## Task to complete
For the entries below, how many lines include the word "listeners"? Give the figure and nothing more.
Start of Records supplied
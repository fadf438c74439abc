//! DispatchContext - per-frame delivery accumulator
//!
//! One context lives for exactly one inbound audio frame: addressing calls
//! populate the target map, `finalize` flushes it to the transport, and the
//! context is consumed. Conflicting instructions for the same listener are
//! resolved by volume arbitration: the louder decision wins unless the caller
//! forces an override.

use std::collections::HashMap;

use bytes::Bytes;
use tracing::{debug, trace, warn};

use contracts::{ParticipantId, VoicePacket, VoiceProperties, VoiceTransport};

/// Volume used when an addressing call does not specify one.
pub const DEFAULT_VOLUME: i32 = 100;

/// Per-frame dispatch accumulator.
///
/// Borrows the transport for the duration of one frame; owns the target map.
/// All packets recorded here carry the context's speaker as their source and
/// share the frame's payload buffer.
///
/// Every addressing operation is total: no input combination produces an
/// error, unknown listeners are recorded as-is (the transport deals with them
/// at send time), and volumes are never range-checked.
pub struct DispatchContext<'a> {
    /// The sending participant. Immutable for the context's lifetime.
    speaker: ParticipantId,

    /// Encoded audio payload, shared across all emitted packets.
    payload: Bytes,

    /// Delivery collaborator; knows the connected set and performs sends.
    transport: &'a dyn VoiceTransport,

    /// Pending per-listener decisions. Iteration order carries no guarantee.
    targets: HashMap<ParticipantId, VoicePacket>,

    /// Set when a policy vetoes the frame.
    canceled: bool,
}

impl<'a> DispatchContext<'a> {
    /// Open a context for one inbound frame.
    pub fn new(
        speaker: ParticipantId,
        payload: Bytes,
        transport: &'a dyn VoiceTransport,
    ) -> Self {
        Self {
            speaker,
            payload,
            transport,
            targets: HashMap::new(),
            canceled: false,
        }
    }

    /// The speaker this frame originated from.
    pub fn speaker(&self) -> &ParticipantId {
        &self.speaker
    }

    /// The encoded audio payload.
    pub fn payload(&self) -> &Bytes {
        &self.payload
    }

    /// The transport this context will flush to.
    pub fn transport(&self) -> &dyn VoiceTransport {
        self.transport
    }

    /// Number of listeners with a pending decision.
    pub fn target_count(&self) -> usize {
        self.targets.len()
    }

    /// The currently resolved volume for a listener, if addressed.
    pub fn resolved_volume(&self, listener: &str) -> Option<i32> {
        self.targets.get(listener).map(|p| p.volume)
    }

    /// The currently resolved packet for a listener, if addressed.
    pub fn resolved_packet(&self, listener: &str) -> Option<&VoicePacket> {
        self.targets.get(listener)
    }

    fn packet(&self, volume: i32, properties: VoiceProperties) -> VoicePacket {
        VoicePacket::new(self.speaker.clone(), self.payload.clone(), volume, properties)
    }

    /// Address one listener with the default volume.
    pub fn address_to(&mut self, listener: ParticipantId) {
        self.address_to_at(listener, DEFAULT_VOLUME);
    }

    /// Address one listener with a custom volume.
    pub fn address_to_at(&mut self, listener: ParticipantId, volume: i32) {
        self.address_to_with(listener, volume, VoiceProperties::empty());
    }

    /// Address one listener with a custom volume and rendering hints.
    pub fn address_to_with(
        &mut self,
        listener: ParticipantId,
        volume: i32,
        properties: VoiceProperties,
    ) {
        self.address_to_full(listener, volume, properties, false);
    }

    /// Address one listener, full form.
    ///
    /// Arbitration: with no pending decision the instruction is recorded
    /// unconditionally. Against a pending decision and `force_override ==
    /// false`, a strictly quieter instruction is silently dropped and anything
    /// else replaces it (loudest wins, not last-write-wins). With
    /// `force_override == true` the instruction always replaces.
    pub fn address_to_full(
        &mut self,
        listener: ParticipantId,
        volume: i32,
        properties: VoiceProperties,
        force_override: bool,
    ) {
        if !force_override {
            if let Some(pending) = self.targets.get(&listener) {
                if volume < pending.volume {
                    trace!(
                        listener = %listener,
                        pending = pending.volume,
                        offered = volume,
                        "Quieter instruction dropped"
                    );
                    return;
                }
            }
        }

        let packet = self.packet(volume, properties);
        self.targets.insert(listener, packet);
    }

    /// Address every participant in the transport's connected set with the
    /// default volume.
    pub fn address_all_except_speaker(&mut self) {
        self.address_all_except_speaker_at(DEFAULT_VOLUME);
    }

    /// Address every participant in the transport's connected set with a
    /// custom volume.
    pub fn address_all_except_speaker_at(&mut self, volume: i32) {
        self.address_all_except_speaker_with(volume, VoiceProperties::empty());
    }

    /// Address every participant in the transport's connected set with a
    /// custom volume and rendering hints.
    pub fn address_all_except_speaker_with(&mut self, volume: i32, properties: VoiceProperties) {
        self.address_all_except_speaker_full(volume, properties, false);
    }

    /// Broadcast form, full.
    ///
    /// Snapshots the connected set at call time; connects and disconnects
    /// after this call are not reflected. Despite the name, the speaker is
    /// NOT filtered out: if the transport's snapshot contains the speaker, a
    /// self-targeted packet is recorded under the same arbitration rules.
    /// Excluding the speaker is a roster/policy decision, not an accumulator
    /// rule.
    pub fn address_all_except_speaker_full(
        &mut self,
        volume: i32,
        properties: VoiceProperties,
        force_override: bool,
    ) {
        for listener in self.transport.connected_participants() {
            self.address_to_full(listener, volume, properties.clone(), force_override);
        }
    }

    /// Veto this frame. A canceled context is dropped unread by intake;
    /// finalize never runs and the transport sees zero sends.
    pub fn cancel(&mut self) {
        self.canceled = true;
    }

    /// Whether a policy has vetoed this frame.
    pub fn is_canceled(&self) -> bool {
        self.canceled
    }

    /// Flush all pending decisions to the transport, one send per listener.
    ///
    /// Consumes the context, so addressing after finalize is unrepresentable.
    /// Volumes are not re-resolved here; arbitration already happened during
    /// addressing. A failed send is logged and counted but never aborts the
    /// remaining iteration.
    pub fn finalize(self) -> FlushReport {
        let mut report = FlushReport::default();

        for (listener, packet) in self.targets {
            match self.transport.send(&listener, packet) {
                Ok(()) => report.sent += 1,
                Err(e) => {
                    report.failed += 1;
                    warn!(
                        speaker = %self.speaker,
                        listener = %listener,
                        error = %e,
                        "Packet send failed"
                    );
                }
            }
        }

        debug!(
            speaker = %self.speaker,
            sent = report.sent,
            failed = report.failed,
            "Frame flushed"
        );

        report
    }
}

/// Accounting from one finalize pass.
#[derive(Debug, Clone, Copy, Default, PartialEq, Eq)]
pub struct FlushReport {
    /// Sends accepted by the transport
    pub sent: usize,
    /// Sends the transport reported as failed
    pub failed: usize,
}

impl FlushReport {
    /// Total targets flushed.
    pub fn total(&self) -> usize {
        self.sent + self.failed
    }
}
End of Records supplied
## Task solution
2